Garnache went about sounding the man with a wiliness peculiarly his own. Arsenio being his only compatriot at Condillac it was not wonderful that in his few daily hours of relief from his gaoler’s duty “Battista” should seek out the fellow and sit in talk with him. The pair became intimate, and intercourse between them grew more free and unrestrained. Garnache waited, wishing to risk nothing by precipitancy, and watched for his opportunity. It came on the morrow of All Saints. On that Day of the Dead, Arsenio, whose rearing had been that of a true son of Mother Church, was stirred by the memory of his earthly mother, who had died some three years before. He was silent and moody, and showed little responsiveness to Garnache’s jesting humour. Garnache, wondering what might be toward in the fellow’s mind, watched him closely.
Suddenly the little man—he was a short, bowlegged, sinewy fellow—heaved a great sigh as he plucked idly at a weed that grew between two stones of the inner courtyard, where they were seated on the chapel steps.

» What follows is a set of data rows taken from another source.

use std::collections::{BTreeMap, BTreeSet};
use std::fs::File;
use std::io::{BufReader, Read};
use std::path::Path;
use std::rc::Rc;

use anyhow::Context as _;

use crate::config::RevealSpec;
use crate::draw::rope::{DEFAULT_ROPE_SEGMENTS, DEFAULT_ROPE_WAVINESS, RopeCorners, corner_rope};
use crate::foundation::core::{BezPath, Rect, Size, Viewport};
use crate::foundation::error::{RevealError, RevealResult};
use crate::host::memory::MemoryElement;
use crate::host::target::ElementRef;
use crate::lifecycle::scope::Reveal;
use crate::registry::registration::TriggerRef;

/// Page layout plus scripted scrolling, loaded from JSON.
#[derive(Clone, Debug, serde::Serialize, serde::Deserialize)]
#[serde(rename_all = "camelCase", deny_unknown_fields)]
pub struct Scene {
    /// Visible area; only `width` and `height` are read.
    pub viewport: Viewport,
    /// Full scrollable height of the page.
    pub document_height: f64,
    /// Host elements, referenced by id.
    pub elements: Vec<SceneElement>,
    /// Reveals mounted together as one view.
    pub reveals: Vec<SceneReveal>,
    /// Scroll script, sorted by time.
    pub scroll: Vec<ScrollKey>,
}

/// One laid-out host element.
#[derive(Clone, Debug, serde::Serialize, serde::Deserialize)]
#[serde(rename_all = "camelCase", deny_unknown_fields)]
pub struct SceneElement {
    /// Unique, non-empty id.
    pub id: String,
    /// `[x, y, width, height]` in document coordinates.
    pub rect: [f64; 4],
    /// SVG path data for path elements.
    #[serde(default, skip_serializing_if = "Option::is_none")]
    pub path: Option<String>,
    /// Generated rope spanning the element box.
    #[serde(default, skip_serializing_if = "Option::is_none")]
    pub rope: Option<RopeCorners>,
    /// Rope meander multiplier.
    #[serde(default = "default_waviness")]
    pub waviness: f64,
    /// Rope meander segments.
    #[serde(default = "default_segments")]
    pub segments: usize,
}

fn default_waviness() -> f64 {
    DEFAULT_ROPE_WAVINESS
}

fn default_segments() -> usize {
    DEFAULT_ROPE_SEGMENTS
}

/// A reveal bound to scene elements by id.
#[derive(Clone, Debug, serde::Serialize, serde::Deserialize)]
#[serde(rename_all = "camelCase", deny_unknown_fields)]
pub struct SceneReveal {
    /// Element ids, in stagger order.
    pub targets: Vec<String>,
    /// `"root"`, an element id, or absent for the first target.
    #[serde(default, skip_serializing_if = "Option::is_none")]
    pub trigger: Option<String>,
    /// What to animate and how.
    pub spec: RevealSpec,
}

/// Scroll position `y` at time `t` seconds.
#[derive(Clone, Copy, Debug, PartialEq, serde::Serialize, serde::Deserialize)]
#[serde(deny_unknown_fields)]
pub struct ScrollKey {
    /// Seconds from the start of the script.
    pub t: f64,
    /// Document scroll offset in pixels.
    pub y: f64,
}

/// Host elements and reveals instantiated from a [`Scene`].
#[derive(Debug)]
pub struct SceneHost {
    /// Elements by id.
    pub elements: BTreeMap<String, Rc<MemoryElement>>,
    /// Reveals ready to mount.
    pub reveals: Vec<Reveal>,
}

impl Scene {
    /// Read and validate a scene file.
    #[tracing::instrument]
    pub fn from_path(path: &Path) -> RevealResult<Self> {
        let f = File::open(path).with_context(|| format!("open scene '{}'", path.display()))?;
        Self::from_reader(BufReader::new(f))
    }

    /// Parse and validate a scene.
    pub fn from_reader(r: impl Read) -> RevealResult<Self> {
        let scene: Self = serde_json::from_reader(r)?;
        scene.validate()?;
        Ok(scene)
    }

    /// Check ids, geometry, references and the scroll script.
    pub fn validate(&self) -> RevealResult<()> {
        self.viewport()?;

        let mut ids = BTreeSet::new();
        for el in &self.elements {
            if el.id.trim().is_empty() {
                return Err(RevealError::validation("element id must be non-empty"));
            }
            if !ids.insert(el.id.as_str()) {
                return Err(RevealError::validation(format!(
                    "element id '{}' is used more than once",
                    el.id
                )));
            }
            let [_, _, w, h] = el.rect;
            if el.rect.iter().any(|v| !v.is_finite()) || w < 0.0 || h < 0.0 {
                return Err(RevealError::validation(format!(
                    "element '{}' has an invalid rect",
                    el.id
                )));
            }
            if el.path.is_some() && el.rope.is_some() {
                return Err(RevealError::validation(format!(
                    "element '{}' sets both `path` and `rope`",
                    el.id
                )));
            }
            el.geometry()?;
        }

        for (i, reveal) in self.reveals.iter().enumerate() {
            if reveal.targets.is_empty() {
                return Err(RevealError::validation(format!("reveal #{i} has no targets")));
            }
            let trigger = reveal.trigger.iter().filter(|id| id.as_str() != "root");
            for id in reveal.targets.iter().chain(trigger) {
                if !ids.contains(id.as_str()) {
                    return Err(RevealError::validation(format!(
                        "reveal #{i} references missing element '{id}'"
                    )));
                }
            }
            reveal.spec.validate()?;
        }

        if self.scroll.is_empty() {
            return Err(RevealError::validation("scroll needs at least one keyframe"));
        }
        for pair in self.scroll.windows(2) {
            if !(pair[1].t >= pair[0].t) {
                return Err(RevealError::validation(
                    "scroll keyframes must be sorted by time",
                ));
            }
        }
        if self
            .scroll
            .iter()
            .any(|k| !(k.t.is_finite() && k.y.is_finite() && k.t >= 0.0))
        {
            return Err(RevealError::validation(
                "scroll keyframes need finite t >= 0 and finite y",
            ));
        }
        Ok(())
    }

    /// Validated viewport at the top of the document.
    pub fn viewport(&self) -> RevealResult<Viewport> {
        Viewport::new(
            self.viewport.width,
            self.viewport.height,
            self.document_height,
        )
    }

    /// Time of the last scroll keyframe.
    pub fn end_time(&self) -> f64 {
        self.scroll.last().map_or(0.0, |k| k.t)
    }

    /// Scroll position at `t`, linearly interpolated and held past the ends.
    pub fn scroll_at(&self, t: f64) -> f64 {
        let (Some(first), Some(last)) = (self.scroll.first(), self.scroll.last()) else {
            return 0.0;
        };
        if t <= first.t {
            return first.y;
        }
        if t >= last.t {
            return last.y;
        }
        let i = self.scroll.partition_point(|k| k.t <= t);
        let (a, b) = (self.scroll[i - 1], self.scroll[i]);
        let span = b.t - a.t;
        if span <= 0.0 {
            return b.y;
        }
        a.y + (b.y - a.y) * (t - a.t) / span
    }

    /// Build in-memory elements and the reveals that animate them.
    pub fn instantiate(&self) -> RevealResult<SceneHost> {
        let mut elements = BTreeMap::new();
        let mut refs: BTreeMap<&str, ElementRef> = BTreeMap::new();
        for el in &self.elements {
            let [x, y, w, h] = el.rect;
            let rect = Rect::new(x, y, x + w, y + h);
            let mem = match el.geometry()? {
                Some(path) => MemoryElement::with_path(el.id.clone(), rect, &path),
                None => MemoryElement::new(el.id.clone(), rect),
            };
            let (typed, dyn_ref) = mem.into_ref();
            refs.insert(el.id.as_str(), dyn_ref);
            elements.insert(el.id.clone(), typed);
        }

        let lookup = |id: &str| {
            refs.get(id)
                .cloned()
                .ok_or_else(|| RevealError::validation(format!("missing element '{id}'")))
        };
        let mut reveals = Vec::with_capacity(self.reveals.len());
        for r in &self.reveals {
            let targets = r
                .targets
                .iter()
                .map(|id| lookup(id))
                .collect::<RevealResult<Vec<_>>>()?;
            let trigger = match r.trigger.as_deref() {
                None => TriggerRef::Target,
                Some("root") => TriggerRef::Root,
                Some(id) => TriggerRef::Element(lookup(id)?),
            };
            reveals.push(Reveal::new(targets, r.spec.clone()).with_trigger(trigger));
        }
        Ok(SceneHost { elements, reveals })
    }
}

impl SceneElement {
    fn geometry(&self) -> RevealResult<Option<BezPath>> {
        if let Some(d) = &self.path {
            let path = BezPath::from_svg(d).map_err(|e| {
                RevealError::config(format!("element '{}' has bad path data: {e}", self.id))
            })?;
            return Ok(Some(path));
        }
        match self.rope {
            Some(corners) => corner_rope(
                corners,
                Size::new(self.rect[2], self.rect[3]),
                self.waviness,
                self.segments,
            )
            .map(Some),
            None => Ok(None),
        }
    }
}

#[cfg(test)]
#[path = "../../tests/unit/scene/model.rs"]
mod tests;
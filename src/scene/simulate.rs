use std::collections::BTreeMap;

use crate::animation::property::StyleFrame;
use crate::driver::ScrollDriver;
use crate::foundation::error::{RevealError, RevealResult};
use crate::lifecycle::scope::RevealScope;
use crate::registry::store::{TickReport, TriggerRegistry};
use crate::scene::model::Scene;

/// Frame rate, settle time and motion preference for [`simulate`].
#[derive(Clone, Copy, Debug, PartialEq)]
pub struct SimulateOptions {
    /// Animation frames per second.
    pub fps: f64,
    /// Seconds simulated after the last scroll keyframe.
    pub settle: f64,
    /// Simulate a host that prefers reduced motion.
    pub reduced_motion: bool,
}

impl Default for SimulateOptions {
    fn default() -> Self {
        Self {
            fps: 60.0,
            settle: 2.0,
            reduced_motion: false,
        }
    }
}

/// One ticked frame.
#[derive(Clone, Debug, serde::Serialize)]
#[serde(rename_all = "camelCase")]
pub struct FrameOutput {
    /// Frame index, counted from 0 at `t = 0`.
    pub frame: u64,
    /// Frame time in seconds.
    pub t: f64,
    /// Clamped scroll position used for the tick.
    pub scroll_y: f64,
    /// Registry counters for the tick.
    pub report: TickReport,
    /// Merged style of every element written during this frame.
    pub styles: BTreeMap<String, StyleFrame>,
}

/// Totals after a run.
#[derive(Clone, Debug, serde::Serialize)]
#[serde(rename_all = "camelCase")]
pub struct SimulationSummary {
    /// Frames stepped, ticked or not.
    pub frames: u64,
    /// Frames that ran a registry tick.
    pub ticks: u64,
    /// `apply_style` calls across all ticks.
    pub writes: usize,
    /// Registrations removed on teardown.
    pub torn_down: usize,
    /// Final merged style per element.
    pub styles: BTreeMap<String, StyleFrame>,
}

/// Replay the scene's scroll script frame by frame, reporting every ticked frame to `sink`.
#[tracing::instrument(skip(scene, sink))]
pub fn simulate(
    scene: &Scene,
    opts: SimulateOptions,
    mut sink: impl FnMut(&FrameOutput) -> RevealResult<()>,
) -> RevealResult<SimulationSummary> {
    if !(opts.fps.is_finite() && opts.fps > 0.0) {
        return Err(RevealError::validation("fps must be finite and > 0"));
    }
    if !(opts.settle.is_finite() && opts.settle >= 0.0) {
        return Err(RevealError::validation("settle must be finite and >= 0"));
    }

    let host = scene.instantiate()?;
    let registry = TriggerRegistry::new();
    let scope = RevealScope::mount(&registry, (), host.reveals)?;
    let mut driver = ScrollDriver::new(scene.viewport()?, registry);
    driver.set_reduced_motion(opts.reduced_motion);

    let last = ((scene.end_time() + opts.settle) * opts.fps).ceil() as u64;
    let mut ticks = 0;
    let mut writes = 0;
    let mut seen: BTreeMap<&str, usize> = host
        .elements
        .iter()
        .map(|(id, el)| (id.as_str(), el.write_count()))
        .collect();

    for frame in 0..=last {
        let t = frame as f64 / opts.fps;
        driver.tracker_mut().on_scroll(scene.scroll_at(t));
        let scroll_y = driver.viewport().scroll_y;
        let Some(report) = driver.frame(t) else {
            continue;
        };
        ticks += 1;
        writes += report.writes;

        let mut styles = BTreeMap::new();
        for (id, el) in &host.elements {
            let count = el.write_count();
            if seen.insert(id.as_str(), count) != Some(count) {
                styles.insert(id.clone(), el.style());
            }
        }
        sink(&FrameOutput {
            frame,
            t,
            scroll_y,
            report,
            styles,
        })?;
    }

    let torn_down = scope.teardown();
    tracing::debug!(ticks, writes, torn_down, "simulation finished");
    Ok(SimulationSummary {
        frames: last + 1,
        ticks,
        writes,
        torn_down,
        styles: host
            .elements
            .iter()
            .map(|(id, el)| (id.clone(), el.style()))
            .collect(),
    })
}

#[cfg(test)]
#[path = "../../tests/unit/scene/simulate.rs"]
mod tests;
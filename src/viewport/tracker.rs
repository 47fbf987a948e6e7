use crate::foundation::core::Viewport;

/// What changed since the last animation frame.
#[derive(Clone, Copy, Debug, PartialEq)]
pub struct FrameRequest {
    /// Viewport to tick against.
    pub viewport: Viewport,
    /// Geometry may have moved; cached measurements must be refreshed.
    pub layout_changed: bool,
}

/// Coalesces scroll, resize and layout events into at most one pending frame.
///
/// Hosts forward raw events as they arrive and call [`ScrollTracker::take_frame`] from their
/// animation-frame callback.
#[derive(Clone, Debug)]
pub struct ScrollTracker {
    viewport: Viewport,
    pending: bool,
    layout_changed: bool,
}

impl ScrollTracker {
    /// Tracker for `viewport`. The first frame is always pending.
    pub fn new(viewport: Viewport) -> Self {
        Self {
            viewport,
            pending: true,
            layout_changed: false,
        }
    }

    /// Current viewport geometry.
    pub fn viewport(&self) -> Viewport {
        self.viewport
    }

    /// Record a scroll to `y`.
    pub fn on_scroll(&mut self, y: f64) {
        let next = self.viewport.scrolled_to(y);
        if next.scroll_y != self.viewport.scroll_y {
            self.viewport = next;
            self.pending = true;
        }
    }

    /// Record a viewport resize. Non-positive or non-finite sizes are ignored.
    pub fn on_resize(&mut self, width: f64, height: f64) {
        if !(width.is_finite() && height.is_finite() && width >= 0.0 && height > 0.0) {
            return;
        }
        let scroll = self.viewport.scroll_y;
        self.viewport.width = width;
        self.viewport.height = height;
        self.viewport = self.viewport.scrolled_to(scroll);
        self.mark_layout_changed();
    }

    /// Record a change of the document height (content loaded, sections expanded, ...).
    pub fn on_document_resize(&mut self, document_height: f64) {
        if !(document_height.is_finite() && document_height >= 0.0) {
            return;
        }
        let scroll = self.viewport.scroll_y;
        self.viewport.document_height = document_height;
        self.viewport = self.viewport.scrolled_to(scroll);
        self.mark_layout_changed();
    }

    /// Record a layout change that may have moved or reshaped elements.
    pub fn mark_layout_changed(&mut self) {
        self.layout_changed = true;
        self.pending = true;
    }

    /// `true` when an event arrived since the last frame.
    pub fn is_pending(&self) -> bool {
        self.pending
    }

    /// Consume the pending frame, if any.
    pub fn take_frame(&mut self) -> Option<FrameRequest> {
        if !self.pending {
            return None;
        }
        let req = FrameRequest {
            viewport: self.viewport,
            layout_changed: self.layout_changed,
        };
        self.pending = false;
        self.layout_changed = false;
        Some(req)
    }
}

#[cfg(test)]
#[path = "../../tests/unit/viewport/tracker.rs"]
mod tests;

“You are a dull comrade to-day, compatriot,” said Garnache, clapping him on the shoulder.
“It is the Day of the Dead,” the fellow answered him, as though that were an ample explanation. Garnache laughed.
“To those that are dead it no doubt is; so was yesterday, so will to-morrow be. But to us who sit here it is the day of the living.”
“You are a scoffer,” the other reproached him, and his rascally face was oddly grave. “You don’t understand.”
“Enlighten me, then. Convert me.”
“It is the day when our thoughts turn naturally to the dead, and mine are with my mother, who has lain in her grave these three years. I am thinking of what she reared me and of what I am.”